My friends enjoy teasing me for having a Chinese proverb for every occasion, and one eagerly came to mind – chu sheng zhi du bu wei hu (初生之犊不畏虎). This proverb speaks of the newborn calf who has no fears, not even of the tiger. Many of us can recall the time when we were small children. It was a time when our curiosity, ambition, appetite for the unknown, and hunger for knowledge knew no bounds or fears.

But something happened along the way and we began opening our door to certain fears. The fear to get out of our comfort zone, to be someplace else, or to get to a usual place by an unusual way. The fear to apply for college or employment. The fear of using the phone to talk, the fear of making contact in person, the fear of submitting to an art show or a letter to the editor. The fear to offer or accept help. The fear to forgive. The fear to speak a foreign language or use a new way of communicating. The fear to try and to keep trying.

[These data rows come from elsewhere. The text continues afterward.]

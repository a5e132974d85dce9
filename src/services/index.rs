//! Capture index: list an account's archived status pages.

use std::collections::HashSet;
use std::fs;
use std::path::Path;

use tracing::{debug, info, warn};

use crate::cdx::{build_archive_url, parse_cdx_response, CdxRow, TimemapQuery};
use crate::config::Settings;
use crate::error::WaybackError;
use crate::http_client::HttpClient;
use crate::models::CaptureRecord;
use crate::snowflake::is_snowflake;
use crate::storage::AccountPaths;
use crate::utils::write_csv_row;

/// Path segment that precedes a post id in a status URL.
pub const STATUS_MARKER: &str = "/status/";

/// Column headers of the candidate table.
pub const CANDIDATE_COLUMNS: [&str; 5] = ["tweetURL", "mime", "t", "id", "archiveURL"];

/// Extract the post id from a status URL.
///
/// Everything after the last `/status/` must be ASCII digits and the value
/// must be a snowflake id.
pub fn status_id(url: &str) -> Option<u64> {
    let (_, tail) = url.rsplit_once(STATUS_MARKER)?;
    if tail.is_empty() || !tail.bytes().all(|b| b.is_ascii_digit()) {
        return None;
    }
    tail.parse().ok().filter(|id| is_snowflake(*id))
}

/// Turn raw index rows into capture records.
///
/// Rows are kept in index order; an id seen earlier in the listing is skipped.
pub fn select_candidates(rows: Vec<CdxRow>, snapshot_base: &str) -> Vec<CaptureRecord> {
    let mut seen = HashSet::new();
    let mut records = Vec::new();

    for row in rows {
        let Some(id) = status_id(&row.original) else {
            continue;
        };
        if !seen.insert(id) {
            debug!("Duplicate capture for {} at {}", id, row.original);
            continue;
        }
        records.push(CaptureRecord {
            id,
            archive_url: build_archive_url(snapshot_base, &row.timestamp, &row.original),
            original_url: row.original,
            mimetype: row.mimetype,
            timestamp: row.timestamp,
        });
    }

    records
}

/// Write the candidate table.
pub fn write_candidates(path: &Path, records: &[CaptureRecord]) -> Result<(), WaybackError> {
    let out = render_candidates(records).map_err(|e| WaybackError::io(path, e))?;
    fs::write(path, out).map_err(|e| WaybackError::io(path, e))
}

fn render_candidates(records: &[CaptureRecord]) -> std::io::Result<Vec<u8>> {
    let mut out = Vec::new();
    write_csv_row(&mut out, CANDIDATE_COLUMNS)?;
    for r in records {
        let id = r.id.to_string();
        write_csv_row(
            &mut out,
            [
                r.original_url.as_str(),
                r.mimetype.as_str(),
                r.timestamp.as_str(),
                id.as_str(),
                r.archive_url.as_str(),
            ],
        )?;
    }
    Ok(out)
}

/// Load capture records from a previously saved raw index.
pub fn load_index(
    paths: &AccountPaths,
    snapshot_base: &str,
) -> Result<Vec<CaptureRecord>, WaybackError> {
    let path = paths.index_json();
    if !path.exists() {
        return Err(WaybackError::MissingIndex(path));
    }
    let body = fs::read_to_string(&path).map_err(|e| WaybackError::io(&path, e))?;
    let rows = parse_cdx_response(&body)?;
    Ok(select_candidates(rows, snapshot_base))
}

/// Query the archive index for an account, persist it, and return the
/// candidate captures in index order.
pub async fn fetch_index(
    client: &HttpClient,
    settings: &Settings,
    paths: &AccountPaths,
) -> Result<Vec<CaptureRecord>, WaybackError> {
    let url = TimemapQuery::for_account(&settings.profile_base_url, &paths.handle)
        .endpoint(&settings.cdx_url)
        .url();
    info!("Fetching capture index for {}", paths.handle);
    debug!("Index query: {}", url);

    let response = client
        .get_with_timeout(&url, settings.index_timeout())
        .await?;
    if !response.is_success() {
        warn!(
            "Index request for {} returned HTTP {}",
            paths.handle, response.status
        );
    }

    let raw_path = paths.index_json();
    fs::write(&raw_path, &response.body).map_err(|e| WaybackError::io(&raw_path, e))?;

    let rows = parse_cdx_response(&response.body)?;
    let total = rows.len();
    let records = select_candidates(rows, &settings.snapshot_base_url);
    info!(
        "{} of {} index rows are status captures for {}",
        records.len(),
        total,
        paths.handle
    );

    write_candidates(&paths.candidates_csv(), &records)?;
    Ok(records)
}

#[cfg(test)]
mod tests {
    use super::*;
    use crate::cdx::WAYBACK_SNAPSHOT_BASE;
    use crate::snowflake::MIN_SNOWFLAKE_ID;
    use tempfile::tempdir;
    use wiremock::matchers::{method, path, query_param};
    use wiremock::{Mock, MockServer, ResponseTemplate};

    fn row(url: &str) -> CdxRow {
        CdxRow {
            original: url.to_string(),
            mimetype: "text/html".to_string(),
            timestamp: "20200101000000".to_string(),
        }
    }

    #[test]
    fn status_id_threshold_boundaries() {
        let at = format!("https://twitter.com/a/status/{}", MIN_SNOWFLAKE_ID);
        let below = format!("https://twitter.com/a/status/{}", MIN_SNOWFLAKE_ID - 1);
        assert_eq!(status_id(&at), Some(MIN_SNOWFLAKE_ID));
        assert_eq!(status_id(&below), None);
    }

    #[test]
    fn status_id_rejects_non_numeric() {
        assert_eq!(status_id("https://twitter.com/a/status/abc"), None);
        assert_eq!(
            status_id("https://twitter.com/a/status/300000000000000000/photo/1"),
            None
        );
        assert_eq!(
            status_id("https://twitter.com/a/status/300000000000000000?s=20"),
            None
        );
        assert_eq!(status_id("https://twitter.com/a/status/"), None);
        assert_eq!(status_id("https://twitter.com/a/statuses/300000000000000000"), None);
        assert_eq!(status_id("https://twitter.com/a"), None);
    }

    #[test]
    fn status_id_uses_last_marker() {
        assert_eq!(
            status_id("https://twitter.com/a/status/1/status/300000000000000000"),
            Some(300_000_000_000_000_000)
        );
    }

    #[test]
    fn status_id_rejects_overflow() {
        assert_eq!(
            status_id("https://twitter.com/a/status/99999999999999999999999"),
            None
        );
    }

    #[test]
    fn select_candidates_filters_and_dedupes() {
        let rows = vec![
            row("original"),
            row("https://twitter.com/a/status/300000000000000000"),
            row("https://twitter.com/a/status/12345"),
            row("https://twitter.com/a/following"),
            row("http://twitter.com/a/status/300000000000000000"),
            row("https://twitter.com/a/status/400000000000000000"),
        ];

        let records = select_candidates(rows, WAYBACK_SNAPSHOT_BASE);
        assert_eq!(records.len(), 2);
        assert_eq!(records[0].id, 300_000_000_000_000_000);
        assert_eq!(
            records[0].archive_url,
            "https://web.archive.org/web/20200101000000/https://twitter.com/a/status/300000000000000000"
        );
        assert_eq!(records[1].id, 400_000_000_000_000_000);
    }

    #[test]
    fn candidates_table_layout() {
        let dir = tempdir().unwrap();
        let path = dir.path().join("a_wayback_urls.csv");
        let records = select_candidates(
            vec![row("https://twitter.com/a/status/300000000000000000")],
            "https://web.archive.org/web",
        );
        write_candidates(&path, &records).unwrap();

        let text = fs::read_to_string(&path).unwrap();
        let mut lines = text.lines();
        assert_eq!(lines.next(), Some("tweetURL,mime,t,id,archiveURL"));
        assert_eq!(
            lines.next(),
            Some("https://twitter.com/a/status/300000000000000000,text/html,20200101000000,300000000000000000,https://web.archive.org/web/20200101000000/https://twitter.com/a/status/300000000000000000")
        );
        assert_eq!(lines.next(), None);
    }

    #[test]
    fn load_index_requires_prior_fetch() {
        let dir = tempdir().unwrap();
        let paths = AccountPaths::new(dir.path(), "nobody");
        assert!(matches!(
            load_index(&paths, WAYBACK_SNAPSHOT_BASE),
            Err(WaybackError::MissingIndex(_))
        ));
    }

    #[tokio::test]
    async fn fetch_index_persists_raw_and_candidates() {
        let server = MockServer::start().await;
        let body = r#"[
            ["original","mimetype","timestamp","endtimestamp","groupcount","uniqcount"],
            ["https://twitter.com/jack/status/300000000000000000","application/json","20130301000000","20130301000000","1","1"],
            ["https://twitter.com/jack/status/20","text/html","20070301000000","20070301000000","1","1"]
        ]"#;
        Mock::given(method("GET"))
            .and(path("/web/timemap/json"))
            .and(query_param("matchType", "prefix"))
            .and(query_param("url", "https://twitter.com/jack"))
            .respond_with(ResponseTemplate::new(200).set_body_string(body))
            .expect(1)
            .mount(&server)
            .await;

        let dir = tempdir().unwrap();
        let settings = Settings {
            cdx_url: format!("{}/web/timemap/json", server.uri()),
            snapshot_base_url: format!("{}/web", server.uri()),
            ..Settings::default()
        };
        let paths = AccountPaths::new(dir.path(), "jack");
        let client = HttpClient::new(settings.request_timeout(), None).unwrap();

        let records = fetch_index(&client, &settings, &paths).await.unwrap();
        assert_eq!(records.len(), 1);
        assert_eq!(records[0].mimetype, "application/json");
        assert_eq!(
            records[0].archive_url,
            format!(
                "{}/web/20130301000000/https://twitter.com/jack/status/300000000000000000",
                server.uri()
            )
        );

        assert_eq!(fs::read_to_string(paths.index_json()).unwrap(), body);
        assert!(paths.candidates_csv().exists());

        let reloaded = load_index(&paths, &settings.snapshot_base_url).unwrap();
        assert_eq!(reloaded, records);
    }

    #[tokio::test]
    async fn fetch_index_malformed_body_is_fatal() {
        let server = MockServer::start().await;
        Mock::given(method("GET"))
            .respond_with(ResponseTemplate::new(200).set_body_string("<html>oops</html>"))
            .mount(&server)
            .await;

        let dir = tempdir().unwrap();
        let settings = Settings {
            cdx_url: format!("{}/web/timemap/json", server.uri()),
            ..Settings::default()
        };
        let paths = AccountPaths::new(dir.path(), "jack");
        let client = HttpClient::new(settings.request_timeout(), None).unwrap();

        let err = fetch_index(&client, &settings, &paths).await.unwrap_err();
        assert!(matches!(err, WaybackError::Index(_)));
        assert!(!paths.candidates_csv().exists());
    }
}
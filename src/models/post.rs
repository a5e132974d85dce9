//! Extracted posts and export rows.

use super::ContentKind;
use crate::snowflake::{format_utc_ms, snowflake_to_utc_ms};

/// Structured content recovered from one archived document.
#[derive(Debug, Clone, PartialEq, Eq)]
pub struct ExtractedPost {
    pub id: u64,
    /// Creation time derived from the id, Unix milliseconds.
    pub utc_ms: i64,
    pub kind: ContentKind,
    pub text: String,
    pub quoted_handle: Option<String>,
    pub quoted_text: Option<String>,
    pub reply_to_handle: Option<String>,
    pub retweet_handle: Option<String>,
}

impl ExtractedPost {
    /// Start a record with only the id-derived fields populated.
    pub fn new(id: u64, kind: ContentKind) -> Self {
        Self {
            id,
            utc_ms: snowflake_to_utc_ms(id),
            kind,
            text: String::new(),
            quoted_handle: None,
            quoted_text: None,
            reply_to_handle: None,
            retweet_handle: None,
        }
    }
}

/// One line of the final table.
#[derive(Debug, Clone, PartialEq, Eq)]
pub struct ExportRow {
    pub handle: String,
    pub tweet_id: u64,
    pub utc_time: String,
    pub archive_url: String,
    pub text: String,
    pub kind: ContentKind,
    pub quoted_handle: String,
    pub quoted_text: String,
    pub reply_to_handle: String,
    pub retweet_handle: String,
}

impl ExportRow {
    /// Column headers, in output order.
    pub const COLUMNS: [&'static str; 10] = [
        "handle",
        "tweetID",
        "utcTime",
        "archiveURL",
        "text",
        "type",
        "quotedHandle",
        "quotedText",
        "replyToHandle",
        "retweetHandle",
    ];

    /// Combine an extracted post with its archive URL and owning handle.
    pub fn from_post(handle: &str, post: ExtractedPost, archive_url: &str) -> Self {
        Self {
            handle: handle.to_string(),
            tweet_id: post.id,
            utc_time: format_utc_ms(post.utc_ms),
            archive_url: archive_url.to_string(),
            text: post.text,
            kind: post.kind,
            quoted_handle: post.quoted_handle.unwrap_or_default(),
            quoted_text: post.quoted_text.unwrap_or_default(),
            reply_to_handle: post.reply_to_handle.unwrap_or_default(),
            retweet_handle: post.retweet_handle.unwrap_or_default(),
        }
    }

    /// Field values in `COLUMNS` order.
    pub fn fields(&self) -> [String; 10] {
        [
            self.handle.clone(),
            self.tweet_id.to_string(),
            self.utc_time.clone(),
            self.archive_url.clone(),
            self.text.clone(),
            self.kind.to_string(),
            self.quoted_handle.clone(),
            self.quoted_text.clone(),
            self.reply_to_handle.clone(),
            self.retweet_handle.clone(),
        ]
    }
}
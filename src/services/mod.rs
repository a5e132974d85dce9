//! Pipeline stages for archiving an account.
//!
//! Each stage reports progress through an event callback so the CLI can
//! decide how to present it.

pub mod export;
pub mod index;
pub mod retrieval;

pub use export::{
    build_rows, export_account, parse_captures, write_export, ExportSummary, ParseEvent,
    ParseTally,
};
pub use index::{fetch_index, load_index, select_candidates, status_id, write_candidates};
pub use retrieval::{
    classify_body, BodyClass, CaptureRetriever, FailureReason, FetchOutcome, FetchState,
    RetrievalEvent, RetrievalTally, RetryPolicy,
};
//! Process-local fallback store.

use std::collections::HashMap;
use std::sync::Mutex;

use boardwalk_game::RoomCode;

use crate::{RoomStore, StoreError};

/// A `HashMap` behind a mutex. Rooms vanish when the process exits and
/// are invisible to other processes, which is acceptable for local
/// development and as a degraded mode when Redis is down.
#[derive(Debug, Default)]
pub struct MemoryStore {
    rooms: Mutex<HashMap<String, Vec<u8>>>,
}

impl MemoryStore {
    pub fn new() -> Self {
        Self::default()
    }
}

impl RoomStore for MemoryStore {
    async fn save(&self, code: &RoomCode, bytes: &[u8]) -> Result<(), StoreError> {
        let mut rooms = self.rooms.lock().unwrap_or_else(|e| e.into_inner());
        rooms.insert(code.as_str().to_string(), bytes.to_vec());
        Ok(())
    }

    async fn load(&self, code: &RoomCode) -> Result<Option<Vec<u8>>, StoreError> {
        let rooms = self.rooms.lock().unwrap_or_else(|e| e.into_inner());
        Ok(rooms.get(code.as_str()).cloned())
    }

    async fn delete(&self, code: &RoomCode) -> Result<(), StoreError> {
        let mut rooms = self.rooms.lock().unwrap_or_else(|e| e.into_inner());
        rooms.remove(code.as_str());
        Ok(())
    }
}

Maybe uncertainty is what really bothers us. If twists and turns are what we expect in a good book or movie, why not in a good life? It is not the unexpected turn of events that make a good story but how the heroes or heroines take it in their stride. We too can be heroes and heroines in someone’s life by helping that person hope a little more and fear a little less, like we once so naturally did as children. “It may not be on the mountain’s height, or over the stormy sea. It may not be at the battle’s front” a friend or stranger will have need of you and me. When we are willing to be the best unsung hero in other people’s lives one minute a day, we can help keep their fears away. Indeed, a lot can be achieved over one minute of our time, in holding someone’s hand when he or she is in unfamiliar territory, in offering a word of encouragement when someone is unsure or confused, in saying hello and making someone feel comfortable and welcome, in extending a word of appreciation or gratitude, in acknowledging a different perspective, in graciously accepting or offering help, in not holding grudges, in patiently hearing others out when they are struggling to speak our language, and in reminding someone to never give up.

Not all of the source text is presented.